Wednesday, May 23, 2012

Montreal News: Squirrel Again

I have been harping and harping on the idea that perhaps we are not so focused on the important stuff in Montreal.  Here is a tale of two pictures and then a third story:

This is from the big protest yesterday to mark the 100th day of the student protests of tuition (which has morphed into many issues with the current government, especially its response to the protests).

Montreal Gazette
This is a sinkhole that formed right outside McGill an hour or so after the protesters marched by.  My tweet last night was essentially that I have long compared the roads of Montreal/Quebec to World War I battlefields, but I will have to stop because it is an insult to the battlefields.

Ah, but why, other than the path of the protest, are these two pics related?  Because of a story buried in the paper: Quebec Justice Charbonneau is starting her commission to look into corruption in Montreal's construction industry.  Yes, the students have complained about corruption a bit, but that is not really the focus of their effort, and their efforts have taken the spotlight (as seen by the headlines and frontpages [the commission's opening is not even linked to the Gazette's front page on its website this morning]) off of the corruption problem.

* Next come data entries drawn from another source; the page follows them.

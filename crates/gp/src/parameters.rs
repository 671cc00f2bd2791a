use crate::errors::{GpError, Result};
use crate::mean_models::PriorMean;
use crate::optimization::{Algorithm, GP_OPTIM_MAX_EVAL};
use linfa::{Float, ParamGuard};
use ndarray::Array1;
use seqgp_kernels::Kernel;
#[cfg(feature = "serializable")]
use serde::{Deserialize, Serialize};
use std::fmt;
use std::str::FromStr;

/// Default initial value of every hyperparameter
pub const DEFAULT_GUESS: f64 = 0.9;

/// Objective maximized when fitting a [GpRegressor](crate::GpRegressor)
#[derive(Clone, Copy, Debug, Default, PartialEq, Eq)]
#[cfg_attr(feature = "serializable", derive(Serialize, Deserialize))]
pub enum Objective {
    /// Log marginal likelihood
    #[default]
    #[cfg_attr(feature = "serializable", serde(rename = "log_ML"))]
    MarginalLikelihood,
    /// Leave-one-out log predictive probability
    #[cfg_attr(feature = "serializable", serde(rename = "LOO_log_p"))]
    LeaveOneOut,
}

impl Objective {
    /// Symbolic name used in persisted models
    pub fn tag(&self) -> &'static str {
        match self {
            Objective::MarginalLikelihood => "log_ML",
            Objective::LeaveOneOut => "LOO_log_p",
        }
    }
}

impl fmt::Display for Objective {
    fn fmt(&self, f: &mut fmt::Formatter) -> fmt::Result {
        write!(f, "{}", self.tag())
    }
}

impl FromStr for Objective {
    type Err = GpError;

    fn from_str(s: &str) -> Result<Self> {
        match s {
            "log_ML" => Ok(Objective::MarginalLikelihood),
            "LOO_log_p" => Ok(Objective::LeaveOneOut),
            _ => Err(GpError::ConfigError(format!(
                "unknown objective '{s}', expected 'log_ML' or 'LOO_log_p'"
            ))),
        }
    }
}

/// A set of validated GP regression parameters.
#[derive(Clone, Debug)]
pub struct GpRegressorValidParams<F: Float, Mean, K: Kernel<F>> {
    /// Prior mean model, fitted on normalized targets
    pub(crate) mean: Mean,
    /// Covariance kernel
    pub(crate) kernel: K,
    /// Objective maximized by the hyperparameters optimization
    pub(crate) objective: Objective,
    /// Initial hyperparameters, noise variance first when no variances are given
    pub(crate) guesses: Option<Array1<F>>,
    /// Number of random restarts of the optimization
    pub(crate) n_start: usize,
    /// Max number of objective evaluations during one optimization
    pub(crate) max_eval: usize,
    /// Optimizer
    pub(crate) algorithm: Algorithm,
    /// Whether hyperparameters are optimized or used as given
    pub(crate) optimize: bool,
}

impl<F: Float, Mean: PriorMean<F, K::Elem>, K: Kernel<F>> GpRegressorValidParams<F, Mean, K> {
    /// Get mean model
    pub fn mean(&self) -> &Mean {
        &self.mean
    }

    /// Get kernel
    pub fn kernel(&self) -> &K {
        &self.kernel
    }

    /// Get objective
    pub fn objective(&self) -> Objective {
        self.objective
    }

    /// Get initial hyperparameters if any
    pub fn guesses(&self) -> Option<&Array1<F>> {
        self.guesses.as_ref()
    }

    /// Get the number of random restarts
    pub fn n_start(&self) -> usize {
        self.n_start
    }

    /// Get the max number of objective evaluations during one optimization
    pub fn max_eval(&self) -> usize {
        self.max_eval
    }

    /// Get optimizer
    pub fn algorithm(&self) -> Algorithm {
        self.algorithm
    }

    /// Whether hyperparameters are optimized during fitting
    pub fn is_optimized(&self) -> bool {
        self.optimize
    }
}

#[derive(Clone, Debug)]
/// The set of hyperparameters that can be specified for the execution of
/// the [GP regression algorithm](crate::GpRegressor).
pub struct GpRegressorParams<F: Float, Mean, K: Kernel<F>>(
    pub(crate) GpRegressorValidParams<F, Mean, K>,
);

impl<F: Float, Mean: PriorMean<F, K::Elem>, K: Kernel<F>> GpRegressorParams<F, Mean, K> {
    /// A constructor for GP parameters given mean model and kernel
    pub fn new(mean: Mean, kernel: K) -> GpRegressorParams<F, Mean, K> {
        Self(GpRegressorValidParams {
            mean,
            kernel,
            objective: Objective::default(),
            guesses: None,
            n_start: 0,
            max_eval: GP_OPTIM_MAX_EVAL,
            algorithm: Algorithm::default(),
            optimize: true,
        })
    }

    /// Set mean model.
    pub fn mean(mut self, mean: Mean) -> Self {
        self.0.mean = mean;
        self
    }

    /// Set kernel.
    pub fn kernel(mut self, kernel: K) -> Self {
        self.0.kernel = kernel;
        self
    }

    /// Set the objective maximized during fitting.
    pub fn objective(mut self, objective: Objective) -> Self {
        self.0.objective = objective;
        self
    }

    /// Set initial hyperparameters.
    ///
    /// When no per-point variances are given to the fit, the first value
    /// is the noise variance and the others are kernel hyperparameters.
    /// Default to [DEFAULT_GUESS] for every hyperparameter.
    pub fn guesses(mut self, guesses: Array1<F>) -> Self {
        self.0.guesses = Some(guesses);
        self.0.optimize = true;
        self
    }

    /// Set constant hyperparameters: no optimization takes place.
    pub fn fixed_hypers(mut self, hypers: Array1<F>) -> Self {
        self.0.guesses = Some(hypers);
        self.0.optimize = false;
        self
    }

    /// Set the number of random restarts of the hyperparameters optimization
    pub fn n_start(mut self, n_start: usize) -> Self {
        self.0.n_start = n_start;
        self
    }

    /// Set the max number of objective evaluations during one optimization
    pub fn max_eval(mut self, max_eval: usize) -> Self {
        self.0.max_eval = max_eval;
        self
    }

    /// Set optimizer
    pub fn algorithm(mut self, algorithm: Algorithm) -> Self {
        self.0.algorithm = algorithm;
        self
    }
}

impl<F: Float, Mean, K: Kernel<F>> From<GpRegressorValidParams<F, Mean, K>>
    for GpRegressorParams<F, Mean, K>
{
    fn from(valid: GpRegressorValidParams<F, Mean, K>) -> Self {
        GpRegressorParams(valid)
    }
}

/// Checks shared by every model parameters
pub(crate) fn check_optim_params<F: Float>(
    guesses: Option<&Array1<F>>,
    max_eval: usize,
) -> Result<()> {
    if max_eval == 0 {
        return Err(GpError::ConfigError(
            "`max_eval` should be strictly positive".to_string(),
        ));
    }
    if let Some(g) = guesses {
        if g.iter().any(|v| !v.is_finite() || *v <= F::zero()) {
            return Err(GpError::ConfigError(format!(
                "initial hyperparameters should be finite positive values, got {g}"
            )));
        }
    }
    Ok(())
}

/// Initial hyperparameters given the expected count
pub(crate) fn initial_hypers<F: Float>(guesses: Option<&Array1<F>>, n_hypers: usize) -> Result<Array1<F>> {
    match guesses {
        Some(g) if g.len() != n_hypers => Err(GpError::ConfigError(format!(
            "{} initial hyperparameters given while {} are required",
            g.len(),
            n_hypers
        ))),
        Some(g) => Ok(g.to_owned()),
        None => Ok(Array1::from_elem(n_hypers, F::cast(DEFAULT_GUESS))),
    }
}

impl<F: Float, Mean: PriorMean<F, K::Elem>, K: Kernel<F>> ParamGuard for GpRegressorParams<F, Mean, K> {
    type Checked = GpRegressorValidParams<F, Mean, K>;
    type Error = GpError;

    fn check_ref(&self) -> Result<&Self::Checked> {
        check_optim_params(self.0.guesses.as_ref(), self.0.max_eval)?;
        Ok(&self.0)
    }

    fn check(self) -> Result<Self::Checked> {
        self.check_ref()?;
        Ok(self.0)
    }
}
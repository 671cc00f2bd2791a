use criterion::{criterion_group, criterion_main, Criterion};
use linfa::prelude::{Dataset, Fit};
use ndarray::{Array1, Array2};
use ndarray_rand::rand::{Rng, SeedableRng};
use rand_xoshiro::Xoshiro256Plus;
use seqgp_gp::{mean_models::ZeroMean, GpRegressor, Objective};
use seqgp_kernels::IdentityKernel;

const ALPHABET: &[u8] = b"ACDEFGHIKLMNPQRSTVWY";

/// Random sequences and an additive fitness per position and residue
fn dataset(n: usize, len: usize) -> (Array2<u8>, Array1<f64>) {
    let mut rng = Xoshiro256Plus::seed_from_u64(42);
    let seqs = Array2::from_shape_fn((n, len), |_| ALPHABET[rng.gen_range(0..ALPHABET.len())]);
    let fitness = seqs
        .rows()
        .into_iter()
        .map(|row| {
            row.iter()
                .enumerate()
                .map(|(i, &r)| ((i + 1) as f64 * r as f64).sin())
                .sum::<f64>()
        })
        .collect();
    (seqs, fitness)
}

fn criterion_gp(c: &mut Criterion) {
    let sizes = [(50, 20), (100, 50), (200, 50)];

    let mut group = c.benchmark_group("gp");
    group.sample_size(10);
    for (n, len) in sizes {
        let (xt, yt) = dataset(n, len);
        for objective in [Objective::MarginalLikelihood, Objective::LeaveOneOut] {
            group.bench_function(format!("gp {objective} {n}x{len}"), |b| {
                b.iter(|| {
                    std::hint::black_box(
                        GpRegressor::params(ZeroMean(), IdentityKernel::new())
                            .objective(objective)
                            .fit(&Dataset::new(xt.clone(), yt.clone()))
                            .expect("GP fit error"),
                    )
                })
            });
        }
    }
    group.finish();
}

criterion_group!(benches, criterion_gp);
criterion_main!(benches);
//! A module for metrics to score model predictions against ground truth:
//! rank correlation, coefficient of determination and correlation for
//! regression, area under the ROC curve for binary classification.

use crate::errors::{GpError, Result};
use linfa::Float;
use ndarray::{ArrayBase, Data, Ix1, Zip};
use std::cmp::Ordering;
use std::collections::BTreeMap;
use std::fmt;
use std::str::FromStr;

/// Regression metrics available through `score`
#[derive(Clone, Copy, Debug, PartialEq, Eq, PartialOrd, Ord)]
pub enum Metric {
    /// Kendall rank correlation (tau-b)
    KendallTau,
    /// Coefficient of determination
    R2,
    /// Pearson correlation coefficient
    R,
}

impl Metric {
    /// Metric name
    pub fn name(&self) -> &'static str {
        match self {
            Metric::KendallTau => "kendalltau",
            Metric::R2 => "R2",
            Metric::R => "R",
        }
    }

    /// Score `y_pred` against `y_true`
    pub fn compute<F: Float>(
        &self,
        y_true: &ArrayBase<impl Data<Elem = F>, Ix1>,
        y_pred: &ArrayBase<impl Data<Elem = F>, Ix1>,
    ) -> F {
        match self {
            Metric::KendallTau => kendall_tau(y_true, y_pred),
            Metric::R2 => r2_score(y_true, y_pred),
            Metric::R => pearson_r(y_true, y_pred),
        }
    }
}

impl fmt::Display for Metric {
    fn fmt(&self, f: &mut fmt::Formatter) -> fmt::Result {
        write!(f, "{}", self.name())
    }
}

impl FromStr for Metric {
    type Err = GpError;

    fn from_str(s: &str) -> Result<Self> {
        match s {
            "kendalltau" => Ok(Metric::KendallTau),
            "R2" => Ok(Metric::R2),
            "R" => Ok(Metric::R),
            _ => Err(GpError::InvalidMetric(s.to_string())),
        }
    }
}

/// Result of a `score` call
#[derive(Clone, Debug, PartialEq)]
pub enum Score<F> {
    /// Value of the single requested metric
    Value(F),
    /// Values of several metrics by name
    Map(BTreeMap<String, F>),
}

impl<F: Copy> Score<F> {
    /// Single metric value if any
    pub fn value(&self) -> Option<F> {
        match self {
            Score::Value(v) => Some(*v),
            Score::Map(_) => None,
        }
    }

    /// Value of the `name` metric
    pub fn get(&self, name: &str) -> Option<F> {
        match self {
            Score::Value(_) => None,
            Score::Map(m) => m.get(name).copied(),
        }
    }
}

/// Parse requested metric names, no name means Kendall tau
pub(crate) fn parse_metrics(names: &[&str]) -> Result<Vec<Metric>> {
    if names.is_empty() {
        Ok(vec![Metric::KendallTau])
    } else {
        let mut metrics: Vec<Metric> = Vec::with_capacity(names.len());
        for name in names {
            let metric: Metric = name.parse()?;
            if !metrics.contains(&metric) {
                metrics.push(metric);
            }
        }
        Ok(metrics)
    }
}

/// Compute requested metrics, a single distinct one gives a [Score::Value]
pub(crate) fn score_with<F: Float>(
    metrics: &[Metric],
    y_true: &ArrayBase<impl Data<Elem = F>, Ix1>,
    y_pred: &ArrayBase<impl Data<Elem = F>, Ix1>,
) -> Score<F> {
    match metrics {
        [single] => Score::Value(single.compute(y_true, y_pred)),
        _ => Score::Map(
            metrics
                .iter()
                .map(|m| (m.name().to_string(), m.compute(y_true, y_pred)))
                .collect(),
        ),
    }
}

/// Kendall tau-b rank correlation, NaN when one of the series is constant
pub fn kendall_tau<F: Float>(
    a: &ArrayBase<impl Data<Elem = F>, Ix1>,
    b: &ArrayBase<impl Data<Elem = F>, Ix1>,
) -> F {
    let n = a.len().min(b.len());
    let (mut concordant, mut discordant) = (0usize, 0usize);
    let (mut ties_a, mut ties_b) = (0usize, 0usize);
    for i in 0..n {
        for j in i + 1..n {
            let da = a[i].partial_cmp(&a[j]).unwrap_or(Ordering::Equal);
            let db = b[i].partial_cmp(&b[j]).unwrap_or(Ordering::Equal);
            match (da, db) {
                (Ordering::Equal, Ordering::Equal) => {}
                (Ordering::Equal, _) => ties_a += 1,
                (_, Ordering::Equal) => ties_b += 1,
                (x, y) if x == y => concordant += 1,
                _ => discordant += 1,
            }
        }
    }
    let cd = F::cast(concordant + discordant);
    let denom = ((cd + F::cast(ties_a)) * (cd + F::cast(ties_b))).sqrt();
    if denom == F::zero() {
        F::nan()
    } else {
        (F::cast(concordant) - F::cast(discordant)) / denom
    }
}

/// Coefficient of determination `1 - SS_res / SS_tot`
pub fn r2_score<F: Float>(
    y_true: &ArrayBase<impl Data<Elem = F>, Ix1>,
    y_pred: &ArrayBase<impl Data<Elem = F>, Ix1>,
) -> F {
    let mean = y_true.mean().unwrap_or_else(F::zero);
    let ss_res = Zip::from(y_true)
        .and(y_pred)
        .fold(F::zero(), |acc, &t, &p| acc + (t - p) * (t - p));
    let ss_tot = y_true.fold(F::zero(), |acc, &t| acc + (t - mean) * (t - mean));
    if ss_tot == F::zero() {
        if ss_res == F::zero() {
            F::one()
        } else {
            F::zero()
        }
    } else {
        F::one() - ss_res / ss_tot
    }
}

/// Pearson correlation coefficient, NaN when one of the series is constant
pub fn pearson_r<F: Float>(
    a: &ArrayBase<impl Data<Elem = F>, Ix1>,
    b: &ArrayBase<impl Data<Elem = F>, Ix1>,
) -> F {
    let (ma, mb) = (
        a.mean().unwrap_or_else(F::zero),
        b.mean().unwrap_or_else(F::zero),
    );
    let (sab, saa, sbb) = Zip::from(a).and(b).fold(
        (F::zero(), F::zero(), F::zero()),
        |(sab, saa, sbb), &x, &y| {
            let (dx, dy) = (x - ma, y - mb);
            (sab + dx * dy, saa + dx * dx, sbb + dy * dy)
        },
    );
    sab / (saa * sbb).sqrt()
}

/// Area under the ROC curve of `scores` for labels in {-1, +1}
///
/// Mann-Whitney formulation with averaged ranks for tied scores,
/// 0.5 when only one class is present.
pub fn roc_auc<F: Float>(
    labels: &ArrayBase<impl Data<Elem = F>, Ix1>,
    scores: &ArrayBase<impl Data<Elem = F>, Ix1>,
) -> F {
    let n = scores.len();
    let mut indices: Vec<usize> = (0..n).collect();
    indices.sort_by(|&a, &b| {
        scores[a]
            .partial_cmp(&scores[b])
            .unwrap_or(Ordering::Equal)
    });

    let n_pos = labels.iter().filter(|&&l| l > F::zero()).count();
    let n_neg = n - n_pos;
    if n_pos == 0 || n_neg == 0 {
        return F::cast(0.5);
    }

    let mut rank_sum_pos = 0.0f64;
    let mut i = 0;
    while i < n {
        let mut j = i + 1;
        while j < n && scores[indices[j]] == scores[indices[i]] {
            j += 1;
        }
        let avg_rank = (i + 1 + j) as f64 / 2.0;
        for &idx in indices.iter().take(j).skip(i) {
            if labels[idx] > F::zero() {
                rank_sum_pos += avg_rank;
            }
        }
        i = j;
    }

    let (n_pos, n_neg) = (n_pos as f64, n_neg as f64);
    F::cast((rank_sum_pos - n_pos * (n_pos + 1.0) / 2.0) / (n_pos * n_neg))
}

#[cfg(test)]
mod tests {
    use super::*;
    use approx::assert_abs_diff_eq;
    use ndarray::array;

    #[test]
    fn test_kendall_tau() {
        let a = array![1f64, 2., 3., 4., 5.];
        assert_abs_diff_eq!(kendall_tau(&a, &array![2., 4., 6., 8., 10.]), 1.);
        assert_abs_diff_eq!(kendall_tau(&a, &array![5., 4., 3., 2., 1.]), -1.);
        // 7 concordant and 3 discordant pairs
        assert_abs_diff_eq!(kendall_tau(&a, &array![3., 1., 2., 5., 4.]), 0.4, epsilon = 1e-12);
        // one tie: 5 concordant pairs over sqrt(5 * 6)
        let t = kendall_tau(&array![1., 1., 2., 3.], &array![1., 2., 3., 4.]);
        assert_abs_diff_eq!(t, 5. / 30f64.sqrt(), epsilon = 1e-12);
        assert!(kendall_tau(&a, &array![1., 1., 1., 1., 1.]).is_nan());
    }

    #[test]
    fn test_r2_and_r() {
        let y = array![1., 2., 3., 4.];
        assert_abs_diff_eq!(r2_score(&y, &y), 1.);
        assert_abs_diff_eq!(r2_score(&y, &array![2.5, 2.5, 2.5, 2.5]), 0.);
        assert_abs_diff_eq!(r2_score(&y, &array![1., 2., 3., 5.]), 0.8, epsilon = 1e-12);
        assert_abs_diff_eq!(pearson_r(&y, &array![2., 4., 6., 8.]), 1., epsilon = 1e-12);
        assert_abs_diff_eq!(pearson_r(&y, &array![-1., -2., -3., -4.]), -1., epsilon = 1e-12);
    }

    #[test]
    fn test_roc_auc() {
        let labels = array![-1., -1., 1., 1.];
        assert_abs_diff_eq!(roc_auc(&labels, &array![0.1, 0.4, 0.35, 0.8]), 0.75);
        assert_abs_diff_eq!(roc_auc(&labels, &array![0.1, 0.2, 0.3, 0.4]), 1.);
        assert_abs_diff_eq!(roc_auc(&labels, &array![0.5, 0.5, 0.5, 0.5]), 0.5);
        assert_abs_diff_eq!(roc_auc(&array![1., 1.], &array![0.1, 0.2]), 0.5);
    }

    #[test]
    fn test_metric_names() {
        assert_eq!(parse_metrics(&[]).unwrap(), vec![Metric::KendallTau]);
        assert_eq!(parse_metrics(&["R2", "R"]).unwrap(), vec![Metric::R2, Metric::R]);
        assert_eq!(parse_metrics(&["R2", "R2"]).unwrap(), vec![Metric::R2]);
        assert_eq!(
            parse_metrics(&["R", "R2", "R"]).unwrap(),
            vec![Metric::R, Metric::R2]
        );
        assert!(matches!(
            parse_metrics(&["R2", "spearman"]),
            Err(GpError::InvalidMetric(m)) if m == "spearman"
        ));
        let (y, p) = (array![1., 2., 3.], array![1., 2., 3.]);
        assert_eq!(score_with(&[Metric::R2], &y, &p), Score::Value(1.));
        let s = score_with(&[Metric::R2, Metric::KendallTau], &y, &p);
        assert_eq!(s.get("R2"), Some(1.));
        assert_eq!(s.get("kendalltau"), Some(1.));
        assert_eq!(s.value(), None);
    }
}
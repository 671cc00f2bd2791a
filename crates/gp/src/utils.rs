use linfa::Float;
use ndarray::{Array1, ArrayBase, Data, Ix1};
#[cfg(feature = "serializable")]
use serde::{Deserialize, Serialize};

/// Mean and standard deviation of regression targets
///
/// The standard deviation is the sample one (`ddof = 1`). A zero (or
/// undefined) standard deviation is replaced by one.
#[derive(Clone, Copy, Debug, PartialEq)]
#[cfg_attr(feature = "serializable", derive(Serialize, Deserialize))]
pub struct Normalization<F> {
    /// Mean of the targets
    pub mean: F,
    /// Standard deviation of the targets
    pub std: F,
}

impl<F: Float> Normalization<F> {
    /// Compute normalization constants of `y`
    pub fn new(y: &ArrayBase<impl Data<Elem = F>, Ix1>) -> Self {
        let mean = y.mean().unwrap_or_else(F::zero);
        let std = if y.len() > 1 {
            y.std(F::one())
        } else {
            F::one()
        };
        let std = if std == F::zero() || !std.is_finite() {
            F::one()
        } else {
            std
        };
        Normalization { mean, std }
    }

    /// `(y - mean) / std`
    pub fn normalize(&self, y: &ArrayBase<impl Data<Elem = F>, Ix1>) -> Array1<F> {
        y.mapv(|v| (v - self.mean) / self.std)
    }

    /// `y * std + mean`
    pub fn denormalize(&self, y: &ArrayBase<impl Data<Elem = F>, Ix1>) -> Array1<F> {
        y.mapv(|v| v * self.std + self.mean)
    }
}

/// Logistic function evaluated without overflow
pub(crate) fn sigmoid<F: Float>(z: F) -> F {
    if z >= F::zero() {
        F::one() / (F::one() + (-z).exp())
    } else {
        let e = z.exp();
        e / (F::one() + e)
    }
}

/// `log(1 + exp(z))` evaluated without overflow
pub(crate) fn softplus<F: Float>(z: F) -> F {
    let twenty = F::cast(20.);
    if z > twenty {
        z + (-z).exp()
    } else if z < -twenty {
        z.exp()
    } else {
        z.exp().ln_1p()
    }
}

/// `log(sigmoid(z))`
pub(crate) fn log_sigmoid<F: Float>(z: F) -> F {
    -softplus(-z)
}

/// Adaptive Simpson quadrature of `f` over `[a, b]`
pub(crate) fn integrate<F: Float>(f: impl Fn(F) -> F, a: F, b: F, tol: F) -> F {
    let m = (a + b) / F::cast(2.);
    let (fa, fm, fb) = (f(a), f(m), f(b));
    let whole = simpson(a, b, fa, fm, fb);
    adaptive_simpson(&f, a, b, fa, fm, fb, whole, tol, 50)
}

fn simpson<F: Float>(a: F, b: F, fa: F, fm: F, fb: F) -> F {
    (b - a) / F::cast(6.) * (fa + F::cast(4.) * fm + fb)
}

#[allow(clippy::too_many_arguments)]
fn adaptive_simpson<F: Float>(
    f: &impl Fn(F) -> F,
    a: F,
    b: F,
    fa: F,
    fm: F,
    fb: F,
    whole: F,
    tol: F,
    depth: usize,
) -> F {
    let two = F::cast(2.);
    let m = (a + b) / two;
    let (lm, rm) = ((a + m) / two, (m + b) / two);
    let (flm, frm) = (f(lm), f(rm));
    let left = simpson(a, m, fa, flm, fm);
    let right = simpson(m, b, fm, frm, fb);
    let delta = left + right - whole;
    if depth == 0 || delta.abs() <= F::cast(15.) * tol {
        left + right + delta / F::cast(15.)
    } else {
        adaptive_simpson(f, a, m, fa, flm, fm, left, tol / two, depth - 1)
            + adaptive_simpson(f, m, b, fm, frm, fb, right, tol / two, depth - 1)
    }
}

That Montreal's infrastructure is literally collapsing should be the top story as it is a threat to people's lives, as opposed to the symbolic threat of an increase in tuition to access to education (symbolic because the crafting of the increase means that less than wealthy folks are not going to see any increase).

I get that the students are frustrated, I get that the rest of the province is frustrated with Jean Charest's mishandling of the crisis.  But the reality is that these protests are not going to empower real political change that might lead to less corruption, less waste and better construction.  It is no accident that the big unions are supporting the students--they are part of the corruption racket.  A new government led by the Parti Quebecois would not be focused on fighting corruption but on justifying secession.  Their focus is explicitly not on good governance (except when an occasional third party pushes them in that direction) but on more distraction sauce.  Would independence solve or ameliorate corruption and bad governance?  Hell no!  Would a separatist campaign that falls short make the roads better and the universities less expensive?  No.  So, consider me frustrated, too, as all of the attention is on issues that are not the fundamental ones.

Again, I get it that the demands of the students and their allies have accumulated so that corruption is now a bit more visible as a claim, but if only that were the central focus, then I might be supportive.  Instead, as the newspapers demonstrate, SQUIRREL!